Por Ivone Boechat
Quando nasci,
tive enxoval todo azul e o quarto decorado com figura dos heróis favoritos da
época. Parecia um conto de fadas. Toalhas, fraldas, lençóis e fronhas,
toalhinhas tinham monograma com iniciais do nome escolhido: Júnior. Após a
gestação, acompanhada pelos melhores médicos, cheguei amparado e mimado pela
família inteira. Mesmo inconsciente do tamanho da festa, fui crescendo,
dominando o espaço, invadindo o território dos outros. Eu era o centro de tudo.
Ao perceber a
importância que me davam, muito superior à necessária, comecei a fazer todo
tipo de chantagem para ter mais, lucrar mais. Cada erro meu era motivo de briga
na família, porque a maioria ficava do meu lado, inclusive, meus pais. Quem
ousasse me criticar ou dar um conselho era riscado do mapa.
Na
adolescência, com o vigor de um corpo jovem, saudável e bonito, abusei do
excesso de mordomias. Não fiz por menos, queria tudo. Não me contentava com
nada e a plateia batia palmas e se contorcia para fazer minhas vontades, cada
vez mais extravagantes.
Bem jovem
ainda comecei a beber nas festas da família e fui mergulhando no álcool, com o
incentivo da turma de amigos. Em casa, nenhuma resistência; levavam tudo na
brincadeira. Como eu não percebia o perigo, fui seguindo no mesmo ritmo.
Fracassei nos estudos e perdi a vontade de estudar. Perdi o ano, saí da Escola
e nem por isso recebi qualquer tipo de orientação, nenhuma advertência, nada.
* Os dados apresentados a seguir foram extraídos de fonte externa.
pub mod text;
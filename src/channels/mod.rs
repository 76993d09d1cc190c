pub mod chunker;
pub mod notifier;
pub mod supervisor;
pub mod telegram;
pub mod traits;

pub use notifier::{ChannelNotifier, Notifier};
pub use supervisor::spawn_supervised_listener;
pub use telegram::TelegramChannel;
pub use traits::{Channel, ChannelMessage};
//! Google service-account authentication (OAuth 2.0 JWT bearer grant).

use crate::error::{PilotError, Result, TransportError};
use anyhow::Context;
use jsonwebtoken::{Algorithm, EncodingKey, Header};
use serde::{Deserialize, Serialize};
use std::path::Path;
use std::time::Duration;

pub const SHEETS_SCOPE: &str = "https://www.googleapis.com/auth/spreadsheets";
const DEFAULT_TOKEN_URI: &str = "https://oauth2.googleapis.com/token";
const JWT_BEARER_GRANT: &str = "urn:ietf:params:oauth:grant-type:jwt-bearer";
const ASSERTION_LIFETIME_SECS: i64 = 3600;

/// The fields of a downloaded service-account key file this crate needs.
#[derive(Debug, Clone, Deserialize)]
pub struct ServiceAccountKey {
    pub client_email: String,
    pub private_key: String,
    #[serde(default = "default_token_uri")]
    pub token_uri: String,
}

fn default_token_uri() -> String {
    DEFAULT_TOKEN_URI.to_string()
}

impl ServiceAccountKey {
    pub fn from_file(path: &Path) -> Result<Self> {
        let raw = std::fs::read_to_string(path)
            .with_context(|| format!("failed to read service account file {}", path.display()))?;
        let key: Self = serde_json::from_str(&raw)
            .with_context(|| format!("invalid service account file {}", path.display()))?;
        Ok(key)
    }
}

#[derive(Debug, Serialize)]
struct AssertionClaims<'a> {
    iss: &'a str,
    scope: &'a str,
    aud: &'a str,
    iat: i64,
    exp: i64,
}

#[derive(Debug, Deserialize)]
struct TokenResponse {
    access_token: String,
}

/// Exchange a signed assertion for a short-lived access token.
pub async fn fetch_access_token(
    client: &reqwest::Client,
    key: &ServiceAccountKey,
    scope: &str,
    timeout: Duration,
) -> Result<String> {
    let assertion = sign_assertion(key, scope, chrono::Utc::now().timestamp())?;

    let response = client
        .post(&key.token_uri)
        .timeout(timeout)
        .form(&[("grant_type", JWT_BEARER_GRANT), ("assertion", assertion.as_str())])
        .send()
        .await
        .map_err(|e| TransportError::from_reqwest("google token", e))?;

    let status = response.status();
    if !status.is_success() {
        let body = response.text().await.unwrap_or_default();
        return Err(TransportError::Status {
            target: "google token".into(),
            status: status.as_u16(),
            body,
        }
        .into());
    }

    let token: TokenResponse = response
        .json()
        .await
        .map_err(|e| TransportError::from_reqwest("google token", e))?;
    Ok(token.access_token)
}

fn sign_assertion(key: &ServiceAccountKey, scope: &str, now: i64) -> Result<String> {
    let claims = AssertionClaims {
        iss: &key.client_email,
        scope,
        aud: &key.token_uri,
        iat: now,
        exp: now + ASSERTION_LIFETIME_SECS,
    };
    let encoding_key = EncodingKey::from_rsa_pem(key.private_key.as_bytes())
        .map_err(|e| PilotError::Other(anyhow::anyhow!("invalid service account private key: {e}")))?;
    jsonwebtoken::encode(&Header::new(Algorithm::RS256), &claims, &encoding_key)
        .map_err(|e| PilotError::Other(anyhow::anyhow!("failed to sign assertion: {e}")))
}

#[cfg(test)]
pub(crate) mod tests {
    use super::*;
    use crate::error::ErrorKind;
    use jsonwebtoken::{DecodingKey, Validation};
    use serde_json::json;
    use tempfile::TempDir;
    use wiremock::matchers::{body_string_contains, method, path};
    use wiremock::{Mock, MockServer, ResponseTemplate};

    const TIMEOUT: Duration = Duration::from_secs(5);

    pub(crate) const TEST_PRIVATE_KEY: &str =
        include_str!("../../tests/fixtures/test_service_account_key.pem");

    pub(crate) fn write_key_file(dir: &Path, token_uri: &str) -> std::path::PathBuf {
        let path = dir.join("service_account.json");
        let body = json!({
            "type": "service_account",
            "client_email": "pilot@project.iam.gserviceaccount.com",
            "private_key": TEST_PRIVATE_KEY,
            "token_uri": token_uri,
        });
        std::fs::write(&path, body.to_string()).unwrap();
        path
    }

    #[test]
    fn key_file_defaults_token_uri() {
        let tmp = TempDir::new().unwrap();
        let path = tmp.path().join("sa.json");
        std::fs::write(
            &path,
            json!({"client_email": "a@b", "private_key": TEST_PRIVATE_KEY}).to_string(),
        )
        .unwrap();

        let key = ServiceAccountKey::from_file(&path).unwrap();
        assert_eq!(key.token_uri, DEFAULT_TOKEN_URI);
    }

    #[test]
    fn missing_key_file_is_reported() {
        let err = ServiceAccountKey::from_file(Path::new("/nonexistent/sa.json")).unwrap_err();
        assert_eq!(err.kind(), ErrorKind::Other);
        assert!(err.to_string().contains("service account file"));
    }

    #[test]
    fn assertion_carries_issuer_scope_and_audience() {
        let key = ServiceAccountKey {
            client_email: "pilot@example".into(),
            private_key: TEST_PRIVATE_KEY.into(),
            token_uri: "https://token.example/token".into(),
        };

        let jwt = sign_assertion(&key, SHEETS_SCOPE, 1_700_000_000).unwrap();

        // Claims are readable without verifying the signature.
        let mut validation = Validation::new(Algorithm::RS256);
        validation.insecure_disable_signature_validation();
        validation.validate_exp = false;
        validation.set_audience(&["https://token.example/token"]);
        let data = jsonwebtoken::decode::<serde_json::Value>(
            &jwt,
            &DecodingKey::from_secret(b"unused"),
            &validation,
        )
        .unwrap();
        assert_eq!(data.claims["iss"], "pilot@example");
        assert_eq!(data.claims["scope"], SHEETS_SCOPE);
        assert_eq!(data.claims["exp"], 1_700_003_600);
    }

    #[tokio::test]
    async fn token_exchange_posts_jwt_bearer_grant() {
        let server = MockServer::start().await;
        Mock::given(method("POST"))
            .and(path("/token"))
            .and(body_string_contains("grant_type=urn%3Aietf%3Aparams%3Aoauth%3Agrant-type%3Ajwt-bearer"))
            .respond_with(ResponseTemplate::new(200).set_body_json(json!({
                "access_token": "ya29.token",
                "expires_in": 3600,
                "token_type": "Bearer"
            })))
            .expect(1)
            .mount(&server)
            .await;

        let tmp = TempDir::new().unwrap();
        let key_path = write_key_file(tmp.path(), &format!("{}/token", server.uri()));
        let key = ServiceAccountKey::from_file(&key_path).unwrap();

        let token = fetch_access_token(&reqwest::Client::new(), &key, SHEETS_SCOPE, TIMEOUT)
            .await
            .unwrap();
        assert_eq!(token, "ya29.token");
    }

    #[tokio::test]
    async fn token_rejection_is_a_transport_error() {
        let server = MockServer::start().await;
        Mock::given(method("POST"))
            .respond_with(ResponseTemplate::new(400).set_body_string("invalid_grant"))
            .mount(&server)
            .await;

        let tmp = TempDir::new().unwrap();
        let key_path = write_key_file(tmp.path(), &format!("{}/token", server.uri()));
        let key = ServiceAccountKey::from_file(&key_path).unwrap();

        let err = fetch_access_token(&reqwest::Client::new(), &key, SHEETS_SCOPE, TIMEOUT)
            .await
            .unwrap_err();
        assert_eq!(err.kind(), ErrorKind::TransportFailure);
        assert!(err.to_string().contains("invalid_grant"));
    }

    #[tokio::test]
    async fn stalled_token_endpoint_times_out() {
        let server = MockServer::start().await;
        Mock::given(method("POST"))
            .respond_with(
                ResponseTemplate::new(200)
                    .set_body_json(json!({"access_token": "late"}))
                    .set_delay(Duration::from_secs(10)),
            )
            .mount(&server)
            .await;

        let tmp = TempDir::new().unwrap();
        let key_path = write_key_file(tmp.path(), &format!("{}/token", server.uri()));
        let key = ServiceAccountKey::from_file(&key_path).unwrap();

        let started = std::time::Instant::now();
        let err = fetch_access_token(
            &reqwest::Client::new(),
            &key,
            SHEETS_SCOPE,
            Duration::from_millis(300),
        )
        .await
        .unwrap_err();
        assert!(started.elapsed() < Duration::from_secs(5));
        assert!(matches!(
            err,
            PilotError::Transport(TransportError::Timeout { .. })
        ));
    }
}
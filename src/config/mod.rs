mod env_overrides;
mod loader;
pub mod resolver;
pub mod schema;

pub use resolver::{OverrideSource, ProcessEnv, Setting, SettingsResolver};
pub use schema::{AuthConfig, Config, HealthConfig, HttpConfig, TelegramConfig};
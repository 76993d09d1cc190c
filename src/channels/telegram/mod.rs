pub mod handler;

#[cfg(test)]
mod tests;

const DEFAULT_API_BASE: &str = "https://api.telegram.org";
/// Seconds the Bot API holds a `getUpdates` call open.
const LONG_POLL_SECS: u64 = 30;

/// Telegram channel: long-polls the Bot API for updates.
pub struct TelegramChannel {
    bot_token: String,
    api_base: String,
    client: reqwest::Client,
}

impl TelegramChannel {
    pub fn new(bot_token: String) -> Self {
        Self {
            bot_token,
            api_base: DEFAULT_API_BASE.to_string(),
            client: reqwest::Client::new(),
        }
    }

    pub fn with_api_base(mut self, base: impl Into<String>) -> Self {
        self.api_base = base.into();
        self
    }

    fn api_url(&self, method: &str) -> String {
        format!("{}/bot{}/{method}", self.api_base, self.bot_token)
    }
}
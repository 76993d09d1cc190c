//! Multi-service reachability report.
//!
//! [`HealthAggregator::check_all`] probes every service section concurrently
//! and folds the verdicts into one [`HealthReport`].

pub mod components;
pub mod probes;

use crate::config::{HealthConfig, OverrideSource, SettingsResolver};
use crate::persistence::{CredentialStore, ServiceSection};
use crate::pipeline::Mode;
use crate::utils::text::excerpt;
use probes::{ProbeContext, ProbeEndpoints};
use serde::Serialize;
use std::collections::BTreeSet;
use std::fmt::Write as _;
use std::sync::Arc;
use std::time::Duration;

const DETAIL_MAX_CHARS: usize = 300;

#[derive(Debug, Clone, PartialEq, Eq, Serialize)]
pub struct HealthVerdict {
    pub ok: bool,
    pub detail: String,
    #[serde(skip_serializing_if = "Option::is_none")]
    pub mode: Option<Mode>,
}

impl HealthVerdict {
    pub fn ok(detail: impl Into<String>) -> Self {
        Self::from_parts(true, detail)
    }

    pub fn fail(detail: impl Into<String>) -> Self {
        Self::from_parts(false, detail)
    }

    pub fn not_configured(missing: &str) -> Self {
        Self::fail(format!("not configured: {missing}"))
    }

    pub(crate) fn from_parts(ok: bool, detail: impl Into<String>) -> Self {
        let detail = detail.into();
        Self {
            ok,
            detail: excerpt(&detail, DETAIL_MAX_CHARS).to_string(),
            mode: None,
        }
    }

    pub(crate) fn with_mode(mut self, mode: Mode) -> Self {
        self.mode = Some(mode);
        self
    }
}

#[derive(Debug, Clone, PartialEq, Eq, Serialize)]
pub struct ServiceHealth {
    pub service: ServiceSection,
    /// At least one of the service's settings resolves.
    pub configured: bool,
    #[serde(flatten)]
    pub verdict: HealthVerdict,
}

impl ServiceHealth {
    pub fn new(service: ServiceSection, configured: bool, verdict: HealthVerdict) -> Self {
        Self {
            service,
            configured,
            verdict,
        }
    }
}

#[derive(Debug, Clone, Serialize)]
pub struct HealthReport {
    pub services: Vec<ServiceHealth>,
    pub all_ok: bool,
}

impl HealthReport {
    /// Fold per-service results; services in `optional` only count once
    /// configured.
    pub fn from_services(services: Vec<ServiceHealth>, optional: &BTreeSet<ServiceSection>) -> Self {
        let all_ok = services
            .iter()
            .filter(|s| s.configured || !optional.contains(&s.service))
            .all(|s| s.verdict.ok);
        Self { services, all_ok }
    }

    pub fn get(&self, service: ServiceSection) -> Option<&ServiceHealth> {
        self.services.iter().find(|s| s.service == service)
    }

    pub fn render_human(&self) -> String {
        let mut out = String::new();
        for service in &self.services {
            let status = if service.verdict.ok { "OK" } else { "FAIL" };
            let _ = write!(out, "{}: {status}", service.service.display_name());
            if let Some(mode) = service.verdict.mode {
                let _ = write!(out, " [{mode}]");
            }
            let _ = writeln!(out, " ({})", service.verdict.detail);
        }
        let overall = if self.all_ok { "OK" } else { "FAIL" };
        let _ = write!(out, "Overall: {overall}");
        out
    }
}

pub struct HealthAggregator {
    client: reqwest::Client,
    credentials: Arc<CredentialStore>,
    overrides: Arc<dyn OverrideSource>,
    fallback_channel_id: String,
    optional: BTreeSet<ServiceSection>,
    timeout: Duration,
    endpoints: ProbeEndpoints,
}

impl HealthAggregator {
    pub fn new(
        client: reqwest::Client,
        credentials: Arc<CredentialStore>,
        overrides: Arc<dyn OverrideSource>,
        config: &HealthConfig,
        timeout: Duration,
    ) -> Self {
        let mut optional = BTreeSet::new();
        for name in &config.optional_services {
            match ServiceSection::from_name(name) {
                Some(section) => {
                    optional.insert(section);
                }
                None => tracing::warn!(service = %name, "unknown optional service ignored"),
            }
        }
        Self {
            client,
            credentials,
            overrides,
            fallback_channel_id: config.fallback_channel_id.trim().to_string(),
            optional,
            timeout,
            endpoints: ProbeEndpoints::default(),
        }
    }

    pub fn with_endpoints(mut self, endpoints: ProbeEndpoints) -> Self {
        self.endpoints = endpoints;
        self
    }

    pub async fn check_all(&self) -> HealthReport {
        let document = self.credentials.snapshot();
        let resolver = SettingsResolver::new(self.overrides.as_ref(), &document);
        let ctx = ProbeContext {
            client: &self.client,
            timeout: self.timeout,
            endpoints: &self.endpoints,
            resolver: &resolver,
            fallback_channel_id: &self.fallback_channel_id,
        };

        let (webhooks, youtube, sheets, cloudinary, swiftia, gemini) = tokio::join!(
            probes::webhooks(&ctx),
            probes::youtube(&ctx),
            probes::sheets(&ctx),
            probes::cloudinary(&ctx),
            probes::swiftia(&ctx),
            probes::gemini(&ctx),
        );

        let report = HealthReport::from_services(
            vec![webhooks, youtube, sheets, cloudinary, swiftia, gemini],
            &self.optional,
        );
        tracing::info!(all_ok = report.all_ok, "health check finished");
        report
    }
}
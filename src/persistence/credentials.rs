use super::{read_document, write_document};
use serde::Serialize;
use serde_json::{Map, Value};
use std::fmt;
use std::path::{Path, PathBuf};
use std::sync::Mutex;

/// The external services whose configuration sections may be stored.
#[derive(Debug, Clone, Copy, PartialEq, Eq, PartialOrd, Ord, Hash)]
pub enum ServiceSection {
    PipelineWebhooks,
    VideoPlatform,
    Spreadsheet,
    MediaCdn,
    TtsProvider,
    GenerativeAi,
}

impl ServiceSection {
    pub const ALL: [Self; 6] = [
        Self::PipelineWebhooks,
        Self::VideoPlatform,
        Self::Spreadsheet,
        Self::MediaCdn,
        Self::TtsProvider,
        Self::GenerativeAi,
    ];

    /// Key used in `secrets.json`.
    pub fn key(self) -> &'static str {
        match self {
            Self::PipelineWebhooks => "n8n",
            Self::VideoPlatform => "youtube",
            Self::Spreadsheet => "sheets",
            Self::MediaCdn => "cloudinary",
            Self::TtsProvider => "swiftia",
            Self::GenerativeAi => "gemini",
        }
    }

    /// Descriptive alias accepted wherever a section key is.
    pub fn alias(self) -> &'static str {
        match self {
            Self::PipelineWebhooks => "pipeline-webhooks",
            Self::VideoPlatform => "video-platform",
            Self::Spreadsheet => "spreadsheet",
            Self::MediaCdn => "media-cdn",
            Self::TtsProvider => "tts-provider",
            Self::GenerativeAi => "generative-ai",
        }
    }

    pub fn display_name(self) -> &'static str {
        match self {
            Self::PipelineWebhooks => "n8n webhooks",
            Self::VideoPlatform => "YouTube",
            Self::Spreadsheet => "Sheets",
            Self::MediaCdn => "Cloudinary",
            Self::TtsProvider => "Swiftia",
            Self::GenerativeAi => "Gemini",
        }
    }

    pub fn from_name(name: &str) -> Option<Self> {
        let needle = name.trim().to_ascii_lowercase();
        Self::ALL
            .into_iter()
            .find(|section| section.key() == needle || section.alias() == needle)
    }
}

impl fmt::Display for ServiceSection {
    fn fmt(&self, f: &mut fmt::Formatter<'_>) -> fmt::Result {
        f.write_str(self.key())
    }
}

impl Serialize for ServiceSection {
    fn serialize<S: serde::Serializer>(&self, serializer: S) -> Result<S::Ok, S::Error> {
        serializer.serialize_str(self.key())
    }
}

/// Outcome of [`CredentialStore::merge`], returned to the operator verbatim.
#[derive(Debug, Clone, Default, PartialEq, Eq, Serialize)]
pub struct MergeReport {
    pub updated: Vec<String>,
    pub ignored: Vec<String>,
    pub errors: Vec<String>,
}

/// Named service configuration sections (`secrets.json`).
pub struct CredentialStore {
    path: PathBuf,
    data: Mutex<Map<String, Value>>,
}

impl CredentialStore {
    /// Open the document at `path`; a missing or damaged file yields an
    /// empty store.
    pub fn load(path: impl Into<PathBuf>) -> Self {
        let path = path.into();
        let data = match read_document(&path) {
            Ok(Some(Value::Object(map))) => map,
            Ok(Some(_)) => {
                tracing::warn!(path = %path.display(), "credentials document is not an object, ignoring");
                Map::new()
            }
            Ok(None) => Map::new(),
            Err(error) => {
                tracing::warn!(path = %path.display(), %error, "credentials document unreadable, ignoring");
                Map::new()
            }
        };
        Self {
            path,
            data: Mutex::new(data),
        }
    }

    pub fn path(&self) -> &Path {
        &self.path
    }

    /// Copy of the whole document, for one resolver pass.
    pub fn snapshot(&self) -> Map<String, Value> {
        self.lock().clone()
    }

    pub fn section(&self, name: &str) -> Option<Map<String, Value>> {
        let section = ServiceSection::from_name(name)?;
        self.lock()
            .get(section.key())
            .and_then(Value::as_object)
            .cloned()
    }

    /// Merge `payload` section by section. Keys inside an allowed section are
    /// overwritten or added; nothing is removed. Unknown sections and
    /// non-object contents are reported as ignored and never stored.
    pub fn merge(&self, payload: &Value) -> MergeReport {
        let mut report = MergeReport::default();
        let Some(sections) = payload.as_object() else {
            report.errors.push("payload is not a JSON object".into());
            return report;
        };

        let mut data = self.lock();
        for (name, content) in sections {
            let (Some(section), Some(fields)) = (ServiceSection::from_name(name), content.as_object())
            else {
                report.ignored.push(name.clone());
                continue;
            };

            let entry = data
                .entry(section.key().to_string())
                .or_insert_with(|| Value::Object(Map::new()));
            if !entry.is_object() {
                *entry = Value::Object(Map::new());
            }
            if let Value::Object(stored) = entry {
                for (key, value) in fields {
                    stored.insert(key.clone(), value.clone());
                    report.updated.push(format!("{}.{key}", section.key()));
                }
            }
        }

        if let Err(error) = write_document(&self.path, &*data) {
            tracing::warn!(%error, "failed to persist merged credentials");
            report.errors.push(error.to_string());
        }

        tracing::info!(
            updated = report.updated.len(),
            ignored = report.ignored.len(),
            "credentials merged"
        );
        report
    }

    /// Every stored `section.key` with its value masked, for display.
    pub fn redacted(&self) -> Vec<(String, String)> {
        let data = self.lock();
        let mut out = Vec::new();
        for (section, fields) in data.iter() {
            let Some(fields) = fields.as_object() else {
                continue;
            };
            for (key, value) in fields {
                let shown = match value {
                    Value::String(s) => crate::utils::text::mask_secret(s),
                    Value::Null => "null".into(),
                    other => crate::utils::text::mask_secret(&other.to_string()),
                };
                out.push((format!("{section}.{key}"), shown));
            }
        }
        out
    }

    fn lock(&self) -> std::sync::MutexGuard<'_, Map<String, Value>> {
        self.data
            .lock()
            .unwrap_or_else(std::sync::PoisonError::into_inner)
    }
}
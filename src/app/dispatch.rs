use super::context::AppContext;
use super::daemon;
use super::status::render_status;
use crate::cli::{AuthCommands, AutorunCommands, Cli, Commands, CredentialsCommands};
use crate::config::Config;
use crate::identity::ChatId;
use anyhow::{Context, Result};
use std::sync::Arc;

/// Execute one CLI invocation against a loaded configuration.
pub async fn dispatch(cli: Cli, config: Config) -> Result<()> {
    let config = Arc::new(config);
    match cli.command {
        Commands::Run => daemon::run(config).await,
        Commands::Status => {
            let ctx = AppContext::open(&config)?;
            println!(
                "{}",
                render_status(&config, &ctx.state.get_schedule(), ctx.gate.list_authorized().len())
            );
            Ok(())
        }
        Commands::Health { json } => {
            let ctx = AppContext::open(&config)?;
            let report = ctx.health_aggregator(&config).check_all().await;
            if json {
                println!("{}", serde_json::to_string_pretty(&report)?);
            } else {
                println!("{}", report.render_human());
            }
            Ok(())
        }
        Commands::Auth { auth_command } => handle_auth(&config, auth_command),
        Commands::Autorun { autorun_command } => handle_autorun(&config, &autorun_command),
        Commands::Credentials {
            credentials_command,
        } => handle_credentials(&config, credentials_command),
    }
}

fn handle_auth(config: &Config, command: AuthCommands) -> Result<()> {
    let ctx = AppContext::open(config)?;
    match command {
        AuthCommands::List => {
            let chats = ctx.gate.list_authorized();
            if chats.is_empty() {
                println!("No authorized chats.");
            }
            for chat in chats {
                println!("{chat}");
            }
        }
        AuthCommands::Revoke { chat_id } => {
            ctx.gate
                .revoke(ChatId(chat_id))
                .with_context(|| format!("Failed to revoke chat {chat_id}"))?;
            println!("Revoked {chat_id}.");
        }
    }
    Ok(())
}

fn handle_autorun(config: &Config, command: &AutorunCommands) -> Result<()> {
    let ctx = AppContext::open(config)?;
    match command {
        AutorunCommands::Status => {
            let schedule = ctx.state.get_schedule();
            println!("enabled:  {}", schedule.enabled);
            println!("minutes:  {}", schedule.minutes);
            match schedule.owner {
                Some(owner) => println!("owner:    {owner}"),
                None => println!("owner:    -"),
            }
            match schedule.last_run_at {
                Some(at) => println!("last run: {}", at.to_rfc3339()),
                None => println!("last run: never"),
            }
        }
    }
    Ok(())
}

fn handle_credentials(config: &Config, command: CredentialsCommands) -> Result<()> {
    let ctx = AppContext::open(config)?;
    match command {
        CredentialsCommands::Merge { json } => {
            let payload: serde_json::Value =
                serde_json::from_str(&json).context("Credential payload is not valid JSON")?;
            let report = ctx.credentials.merge(&payload);
            println!("{}", serde_json::to_string_pretty(&report)?);
        }
        CredentialsCommands::Show => {
            let entries = ctx.credentials.redacted();
            if entries.is_empty() {
                println!("No credentials stored in {}.", ctx.credentials.path().display());
            }
            for (key, value) in entries {
                println!("{key} = {value}");
            }
        }
    }
    Ok(())
}
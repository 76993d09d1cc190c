use super::traits::Channel;
use crate::identity::ChatId;
use async_trait::async_trait;
use std::sync::Arc;

/// Pushes unsolicited messages (scheduled-run results) to an operator.
#[async_trait]
pub trait Notifier: Send + Sync {
    async fn notify(&self, chat: ChatId, text: &str) -> anyhow::Result<()>;
}

/// [`Notifier`] backed by a chat [`Channel`].
pub struct ChannelNotifier {
    channel: Arc<dyn Channel>,
}

impl ChannelNotifier {
    pub fn new(channel: Arc<dyn Channel>) -> Self {
        Self { channel }
    }
}

#[async_trait]
impl Notifier for ChannelNotifier {
    async fn notify(&self, chat: ChatId, text: &str) -> anyhow::Result<()> {
        self.channel.send_chunked(text, &chat.to_string()).await
    }
}
use crate::config::Config;
use crate::persistence::ScheduleState;

fn presence(value: &str) -> &'static str {
    if value.trim().is_empty() { "missing" } else { "set" }
}

pub fn render_status(config: &Config, schedule: &ScheduleState, authorized: usize) -> String {
    let autorun = if schedule.enabled {
        format!(
            "on, every {} min for {}",
            schedule.minutes,
            schedule
                .owner
                .map_or_else(|| "nobody".to_string(), |id| id.to_string())
        )
    } else {
        "off".to_string()
    };
    let last_run = schedule
        .last_run_at
        .map_or_else(|| "never".to_string(), |at| at.to_rfc3339());

    [
        "◆ pipeline-pilot status".to_string(),
        String::new(),
        format!("Version     {}", env!("CARGO_PKG_VERSION")),
        format!("Config      {}", config.config_path.display()),
        format!("Data dir    {}", config.data_path().display()),
        format!("Log level   {}", config.tracing_level()),
        String::new(),
        format!("Bot token   {}", presence(&config.telegram.bot_token)),
        format!("Passphrase  {}", presence(&config.auth.passphrase)),
        format!("Authorized  {authorized} chat(s)"),
        format!("Autorun     {autorun}"),
        format!("Last run    {last_run}"),
    ]
    .join("\n")
}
Todos tinham medo de me aborrecer.
A idade foi
aumentando, as forças diminuindo e não conseguia emprego. As doses de bebida
foram se multiplicando. Comecei a beber durante o dia e, quando não me davam
dinheiro suficiente, furtava de qualquer pessoa dentro de casa: aí sim, fui
aborrecendo um por um. Perdi o direito de viver com minha família e, numa das
voltas, embriagado, sujo, encontrei a porta fechada. Dormi na rua a primeira
noite e não me atrevi a tentar novamente entrar em minha casa, continuei na
rua.
Hoje não me
sinto com forças para reagir. Sou a pessoa mais fraca do mundo, mais sozinha,
mais triste. Vivo procurando pães velhos e migalhas de comida na porta de bares
e restaurantes. Não sei por onde andam meus pais. Com vergonha de mim,
mudaram-se da cidade. Talvez encontre algum parente, mas eles fingem que não me
veem, com vergonha. Ninguém chega perto de mim para estender a mão, porque
seria muito trabalhoso cuidar de uma criança que se perdeu na cortina social
das políticas sociais e se escondeu no filó azul da educação mal orientada.